In a recent DUI case near Jacksonville, Florida, the case was thrown out of court after it was determined that the police obtained incriminating medical records about the defendant in violation of the law. In this DUI case, the defendant was involved in an accident and ultimately went to the hospital for treatment. The police officer who responded to the accident noted some signs of impairment from alcohol about the defendant and then went to the hospital to continue his DUI investigation. By the time the police officer arrived at the hospital to observe and question the defendant, the defendant had left the hospital against the doctor’s orders.
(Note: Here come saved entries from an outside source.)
/// Outcome of one subcommand, rendered by `output::print_report`.
#[derive(Debug, Clone, Serialize)]
#[serde(untagged)]
pub enum Report {
    Evaluation(ModelEvaluation),
    Comparison(Box<ComparisonRun>),
    Service(Box<ServiceRun>),
    Predictions(PredictionSummary),
    Submission(SubmissionSummary),
    Search(SearchRun),
    Responses(ResponseSummary),
    Embeddings(EmbeddingSummary),
    ModelInfo(ModelInfo),
}

fn load_pairs(
    data: &DataArgs,
    all: bool,
    config: &Config,
) -> Result<(Vec<Product>, Vec<JudgedPair>)> {
    let queries = dataset::load_queries(&data.queries)?;
    let products = dataset::load_products(&data.products)?;
    let labels = dataset::load_labels(&data.labels)?;

    let JoinOutcome { pairs, .. } = dataset::join_labels(&queries, &products, &labels);
    if all {
        return Ok((products, pairs));
    }

    let eval = &config.evaluation;
    let (train, test) = dataset::holdout(pairs, eval.test_fraction, eval.split_seed);
    info!(train = train.len(), test = test.len(), "split labeled pairs");
    Ok((products, test))
}

fn effective_config(cli: &Cli) -> Result<Config> {
    let mut config = Config::load_or_default(cli.config.as_deref())?;
    if let Some(timeout) = &cli.timeout {
        config.service.timeout_ms = timeout.as_ref().as_millis() as u64;
    }
    config.validate()?;
    Ok(config)
}

pub fn run_command(cli: &Cli) -> Result<Report> {
    cli.validate().map_err(RelevanceError::InvalidArg)?;
    let mut config = effective_config(cli)?;
    let timeout = config.service.timeout();

    match &cli.command {
        Command::Evaluate {
            data,
            encoder,
            all,
            ndcg_k,
        } => {
            if let Some(k) = ndcg_k {
                config.evaluation.ndcg_k = *k;
            }
            let (_, pairs) = load_pairs(data, *all, &config)?;
            let model = encoder.build(&config.service.embed_url, timeout)?;
            let eval = &config.evaluation;
            let evaluation = evaluate_encoder(
                &encoder.to_string(),
                &model,
                &pairs,
                eval.ndcg_k,
                eval.batch_size,
            )?;
            Ok(Report::Evaluation(evaluation))
        }
        Command::Compare {
            data,
            baseline,
            candidate,
            all,
            examples,
        } => {
            if let Some(n) = examples {
                config.evaluation.examples = *n;
            }
            let (_, pairs) = load_pairs(data, *all, &config)?;
            let (base_name, cand_name) = (baseline.to_string(), candidate.to_string());
            let embed_url = &config.service.embed_url;
            let base = baseline.build(embed_url, timeout)?;
            let cand = candidate.build(embed_url, timeout)?;
            let run = compare_encoders(
                (base_name.as_str(), &base),
                (cand_name.as_str(), &cand),
                &pairs,
                &config,
            )?;
            Ok(Report::Comparison(Box::new(run)))
        }
        Command::Predict {
            queries,
            products,
            encoder,
            out,
            products_per_query,
        } => {
            let queries = dataset::load_queries(queries)?;
            let products = dataset::load_products(products)?;
            let opts = PredictOptions {
                products_per_query: products_per_query
                    .unwrap_or(config.predict.products_per_query),
                batch_size: config.evaluation.batch_size,
                thresholds: config.relevance,
            };
            let model = encoder.build(&config.service.embed_url, timeout)?;
            let run = generate_predictions(model, &queries, &products, &opts)?;
            dataset::save_json_array(out, &run.predictions)?;
            info!(path = %out.display(), "saved predictions");

            Ok(Report::Predictions(PredictionSummary {
                output: out.display().to_string(),
                queries: run.queries,
                predictions: run.predictions.len(),
                distribution: run.distribution(),
                skipped: run.skipped,
            }))
        }
        Command::Submit {
            predictions,
            out,
            min_per_query,
        } => {
            let min = min_per_query.unwrap_or(config.submission.min_products_per_query);
            let validation = convert_file(predictions, out, min)?;
            Ok(Report::Submission(SubmissionSummary {
                output: out.display().to_string(),
                validation,
            }))
        }
        Command::ServiceEval {
            data,
            ranker,
            candidate_ranker,
            rerank_url,
            rerank_encoder,
            max_queries,
            sequential,
            all,
        } => {
            let (products, pairs) = load_pairs(data, *all, &config)?;
            let rerank =
                RerankerSpec::resolve(rerank_url.as_ref(), rerank_encoder.as_ref(), &config);
            let opts = ServiceEvalOptions {
                k: config.evaluation.ndcg_k,
                max_queries: max_queries.unwrap_or(config.service.max_queries),
                parallel: config.service.parallel && !*sequential,
            };

            let base = build_ranker(ranker, &products, rerank.as_ref(), &config, timeout)?;
            let baseline = evaluate_service(&ranker.to_string(), &base, &pairs, opts);

            let (candidate, comparison) = match candidate_ranker {
                Some(spec) => {
                    let cand = build_ranker(spec, &products, rerank.as_ref(), &config, timeout)?;
                    let eval = evaluate_service(&spec.to_string(), &cand, &pairs, opts);
                    let cmp = compare(&baseline.name, &baseline.result, &eval.name, &eval.result);
                    (Some(eval), Some(cmp))
                }
                None => (None, None),
            };

            Ok(Report::Service(Box::new(ServiceRun {
                ndcg_k: opts.k,
                baseline,
                candidate,
                comparison,
            })))
        }
        Command::Search {
            products,
            query,
            encoder,
            top_k,
            fields,
        } => {
            let products = dataset::load_products(products)?;
            let model = encoder.build(&config.service.embed_url, timeout)?;
            let run = search_catalog(
                model,
                &products,
                query,
                *top_k,
                fields,
                config.evaluation.batch_size,
            )?;
            Ok(Report::Search(run))
        }
        Command::Respond {
            queries,
            products,
            ranker,
            rerank_url,
            rerank_encoder,
            out,
            min_per_query,
            sequential,
        } => {
            let queries = dataset::load_queries(queries)?;
            let products = match products {
                Some(path) => dataset::load_products(path)?,
                None => Vec::new(),
            };
            let rerank =
                RerankerSpec::resolve(rerank_url.as_ref(), rerank_encoder.as_ref(), &config);
            let service = build_ranker(ranker, &products, rerank.as_ref(), &config, timeout)?;
            let parallel = config.service.parallel && !*sequential;
            let run = submission::collect_responses(&service, &queries, parallel);
            let validation = submission::save_submission(out, &run.entries, *min_per_query)?;

            Ok(Report::Responses(ResponseSummary {
                output: out.display().to_string(),
                queries: run.queries,
                validation,
                skipped: run.skipped,
            }))
        }
        Command::Embed {
            queries,
            products,
            texts,
            encoder,
            out,
        } => {
            let queries: Vec<Query> = match queries {
                Some(path) => dataset::load_queries(path)?,
                None => Vec::new(),
            };
            let products: Vec<Product> = match products {
                Some(path) => dataset::load_products(path)?,
                None => Vec::new(),
            };
            let product_texts: Vec<String> = products.iter().map(Product::search_text).collect();

            let mut seen = HashSet::new();
            let all_texts: Vec<&str> = queries
                .iter()
                .map(|q| q.text.as_str())
                .chain(product_texts.iter().map(String::as_str))
                .chain(texts.iter().map(String::as_str))
                .filter(|t| seen.insert(*t))
                .collect();

            let model = encoder.build(&config.service.embed_url, timeout)?;
            let (fixture, skipped) =
                export_embeddings(&model, &all_texts, config.evaluation.batch_size)?;
            fixture.save(out)?;

            Ok(Report::Embeddings(EmbeddingSummary {
                output: out.display().to_string(),
                encoder: fixture.name(),
                texts: fixture.len(),
                dimension: fixture.dim(),
                skipped,
            }))
        }
        Command::ModelInfo { encoder } => {
            let info = encoder.model_info(&config.service.embed_url, timeout)?;
            Ok(Report::ModelInfo(info))
        }
    }
}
Prior to the defendant leaving the hospital, the hospital staff had discovered some incriminating DUI evidence against the defendant that was documented in his medical records. When the police officer arrived at the hospital, he obtained a copy of the defendant’s medical records without the defendant’s consent and without a subpoena signed by a judge. Those medical records were used against the defendant in the DUI case.
In Florida, everyone has a strong privacy right to keep his/her medical records confidential. The general rule is that hospitals and other medical personnel cannot disclose one’s medical records to anyone without the patient’s permission. One exception to that rule allows government or law enforcement officials in a criminal case (or the other party in a civil case) to obtain copies of a person’s medical records if they are relevant to the issues in the case. However, those records can only be released upon service of a valid subpoena.
In this case, the police officer probably told the hospital staff that he was investigating a DUI with an accident and had a need and a right to obtain the defendant’s medical records. However, because those records were obtained without a subpoena and in violation of the law, they could not be used against the defendant in the DUI case, and the DUI case was ultimately thrown out of court.